The sea, gently lapping upon wave upon wave. I’ll never get tired of its mesmerising sound. The feel of freedom; swimming in its potentially dangerous but glorious waters.
I have been swimming in those dangerous waters for 14 years. So dangerous that I fear the swimming pool in all its safety, for not knowing any different.
To the outside looking in, it looks like complete and utter madness. Self destruction on a grand scale. Why would you do this to yourself? But to me, it was comfort. A friend that didn’t judge, a much needed hug, a moment of confidence that didn’t exist in my external reality. A way to tolerate life with all my self doubt and hatred. That quickly turned into my worst nightmare, much worse than the events that led me down its path of its insidious hold over me.

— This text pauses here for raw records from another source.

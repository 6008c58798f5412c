//! Orchestrator configuration
//!
//! One immutable [`OrchestratorConfig`] is built at process start and passed
//! explicitly to every component; nothing below `main` reads the environment.
//! Approved faults and excluded hosts come from JSON array files, with a
//! comma-separated environment fallback for the fault list.

use std::collections::BTreeSet;
use std::env;
use std::path::{Path, PathBuf};
use std::time::Duration;

use hpcmaint_core::{MaintError, Result, RetryPolicy};
use tracing::warn;

/// Default management CLI used to map instance OCIDs to hostnames.
const DEFAULT_INVENTORY_CMD: &str = "/config/mgmt/manage.py nodes list --format json";

/// Immutable configuration for one orchestrator process.
#[derive(Debug, Clone)]
pub struct OrchestratorConfig {
    /// Tenancy OCID, the root of compartment enumeration.
    pub tenancy_ocid: String,
    /// Cloud region the compute client talks to.
    pub region: String,

    /// Interval between node-state reads while draining.
    pub drain_poll: Duration,
    /// Overall drain deadline before the host fails with `DrainTimeout`.
    pub drain_timeout: Duration,
    /// Initial interval between event reads while maintenance runs; grows
    /// by a factor of 2 up to [`Self::maint_poll_ceiling`].
    pub maint_poll: Duration,
    /// Ceiling for the maintenance poll interval.
    pub maint_poll_ceiling: Duration,
    /// Sleep between passes in loop mode.
    pub loop_interval: Duration,
    /// Offset added to "now" for the requested maintenance window.
    pub schedule_lead: Duration,
    /// Timeout applied to each individual collaborator call.
    pub call_timeout: Duration,

    /// Upper bound on schedule requests per process lifetime.
    pub daily_schedule_cap: u32,
    /// Worker pool size for a pass.
    pub max_workers: usize,

    /// Freeform tag key stamped on events this orchestrator scheduled.
    pub processed_tag: String,

    /// Fault ids approved for automated action; exact, case-sensitive match.
    pub approved_faults: BTreeSet<String>,
    /// Hostnames never touched by automation.
    pub excluded_hosts: BTreeSet<String>,

    /// Append-only audit log path.
    pub events_log_file: PathBuf,
    /// Optional health probe URL template; `{host}` is substituted.
    pub health_check_url: Option<String>,
    /// Inventory CLI invocation, whitespace-split.
    pub inventory_cmd: Vec<String>,

    /// Log level for the tracing subscriber.
    pub log_level: String,
    /// Optional log file alongside stdout.
    pub log_file: Option<PathBuf>,
}

impl OrchestratorConfig {
    /// Build the configuration from the process environment. The only
    /// required variable is `OCI_TENANCY_OCID`; everything else has the
    /// documented default.
    pub fn from_env() -> Result<Self> {
        let tenancy_ocid = env::var("OCI_TENANCY_OCID")
            .ok()
            .filter(|s| !s.trim().is_empty())
            .ok_or_else(|| MaintError::config("OCI_TENANCY_OCID is not set"))?;

        let approved_file = env_path("APPROVED_FAULT_CODES_FILE", "config/approved_fault_codes.json");
        let mut approved_faults: BTreeSet<String> =
            read_json_list(&approved_file)?.into_iter().collect();
        if approved_faults.is_empty() {
            approved_faults = env::var("APPROVED_FAULT_CODES")
                .unwrap_or_default()
                .split(',')
                .map(str::trim)
                .filter(|s| !s.is_empty())
                .map(str::to_string)
                .collect();
        }

        let excluded_file = env_path("EXCLUDED_HOSTS_FILE", "config/excluded_hosts.json");
        let excluded_hosts: BTreeSet<String> = read_json_list(&excluded_file)?.into_iter().collect();

        let inventory_cmd: Vec<String> = env::var("INVENTORY_CMD")
            .unwrap_or_else(|_| DEFAULT_INVENTORY_CMD.to_string())
            .split_whitespace()
            .map(str::to_string)
            .collect();
        if inventory_cmd.is_empty() {
            return Err(MaintError::config("INVENTORY_CMD is empty"));
        }

        Ok(Self {
            tenancy_ocid,
            region: env::var("REGION").unwrap_or_else(|_| "us-ashburn-1".to_string()),
            drain_poll: env_secs("DRAIN_POLL_SEC", 30)?,
            drain_timeout: env_secs("DRAIN_TIMEOUT_SEC", 1800)?,
            maint_poll: env_secs("MAINT_POLL_SEC", 30)?,
            maint_poll_ceiling: Duration::from_secs(300),
            loop_interval: env_secs("LOOP_INTERVAL_SEC", 900)?,
            schedule_lead: env_secs("SCHEDULE_LEAD_SEC", 300)?,
            call_timeout: env_secs("CALL_TIMEOUT_SEC", 30)?,
            daily_schedule_cap: env_u32("DAILY_SCHEDULE_CAP", 10)?,
            max_workers: env_u32("MAX_WORKERS", 8)? as usize,
            processed_tag: env::var("PROCESSED_TAG").unwrap_or_else(|_| "felix".to_string()),
            approved_faults,
            excluded_hosts,
            events_log_file: env_path("EVENTS_LOG_FILE", "logs/events.jsonl"),
            health_check_url: env::var("HEALTH_CHECK_URL").ok().filter(|s| !s.is_empty()),
            inventory_cmd,
            log_level: env::var("LOG_LEVEL").unwrap_or_else(|_| "info".to_string()),
            log_file: env::var("LOG_FILE").ok().map(PathBuf::from),
        })
    }

    /// Retry policy for inventory resolution during discovery.
    pub fn inventory_retry(&self) -> RetryPolicy {
        RetryPolicy::new(3, Duration::from_secs(1))
    }

    /// Retry policy for the schedule request.
    pub fn schedule_retry(&self) -> RetryPolicy {
        RetryPolicy::new(3, Duration::from_secs(2))
    }
}

fn env_path(key: &str, default: &str) -> PathBuf {
    env::var(key).map(PathBuf::from).unwrap_or_else(|_| PathBuf::from(default))
}

fn env_secs(key: &str, default: u64) -> Result<Duration> {
    match env::var(key) {
        Ok(raw) => raw
            .trim()
            .parse::<u64>()
            .map(Duration::from_secs)
            .map_err(|_| MaintError::config(format!("{key} must be an integer, got {raw:?}"))),
        Err(_) => Ok(Duration::from_secs(default)),
    }
}

fn env_u32(key: &str, default: u32) -> Result<u32> {
    match env::var(key) {
        Ok(raw) => raw
            .trim()
            .parse::<u32>()
            .map_err(|_| MaintError::config(format!("{key} must be an integer, got {raw:?}"))),
        Err(_) => Ok(default),
    }
}

/// Read a JSON array of strings. A missing file is an empty list (with a
/// warning); a present-but-malformed file is a hard error.
pub fn read_json_list(path: &Path) -> Result<Vec<String>> {
    if !path.exists() {
        warn!(path = %path.display(), "list file not found, treating as empty");
        return Ok(Vec::new());
    }
    let raw = std::fs::read_to_string(path)?;
    let values: Vec<String> = serde_json::from_str(&raw)
        .map_err(|e| MaintError::config(format!("{} is not a JSON string array: {e}", path.display())))?;
    Ok(values
        .into_iter()
        .map(|s| s.trim().to_string())
        .filter(|s| !s.is_empty())
        .collect())
}

#[cfg(test)]
mod tests {
    use super::*;
    use std::io::Write;

    #[test]
    fn test_read_json_list_missing_file_is_empty() {
        let values = read_json_list(Path::new("/nonexistent/faults.json")).unwrap();
        assert!(values.is_empty());
    }

    #[test]
    fn test_read_json_list_parses_and_trims() {
        let mut file = tempfile::NamedTempFile::new().unwrap();
        write!(file, r#"["HPCRDMA-0002-02", " GPU-FAULT-1 ", ""]"#).unwrap();
        let values = read_json_list(file.path()).unwrap();
        assert_eq!(values, vec!["HPCRDMA-0002-02", "GPU-FAULT-1"]);
    }

    #[test]
    fn test_read_json_list_rejects_non_array() {
        let mut file = tempfile::NamedTempFile::new().unwrap();
        write!(file, r#"{{"not": "an array"}}"#).unwrap();
        let err = read_json_list(file.path()).unwrap_err();
        assert_eq!(err.kind(), "ConfigError");
    }
}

Suddenly the honeymoon period over and the reality kicks in. I know it’s wrong but I don’t know any other way. I trundle on and on and on, appearing to only just about hold it together, whilst dying a million times inside. Surviving barely.
The cycle is the trap, the chicken or the egg first? It doesn’t matter, it’s got its hold on you. The lying, the guilt. the shame. Its never ending pattern. The pride, the denial, the defense mechanism, so strong. How do you go against all your impulses? Against the glorious warm fuzzy feeling that’s slowly but surely killing you?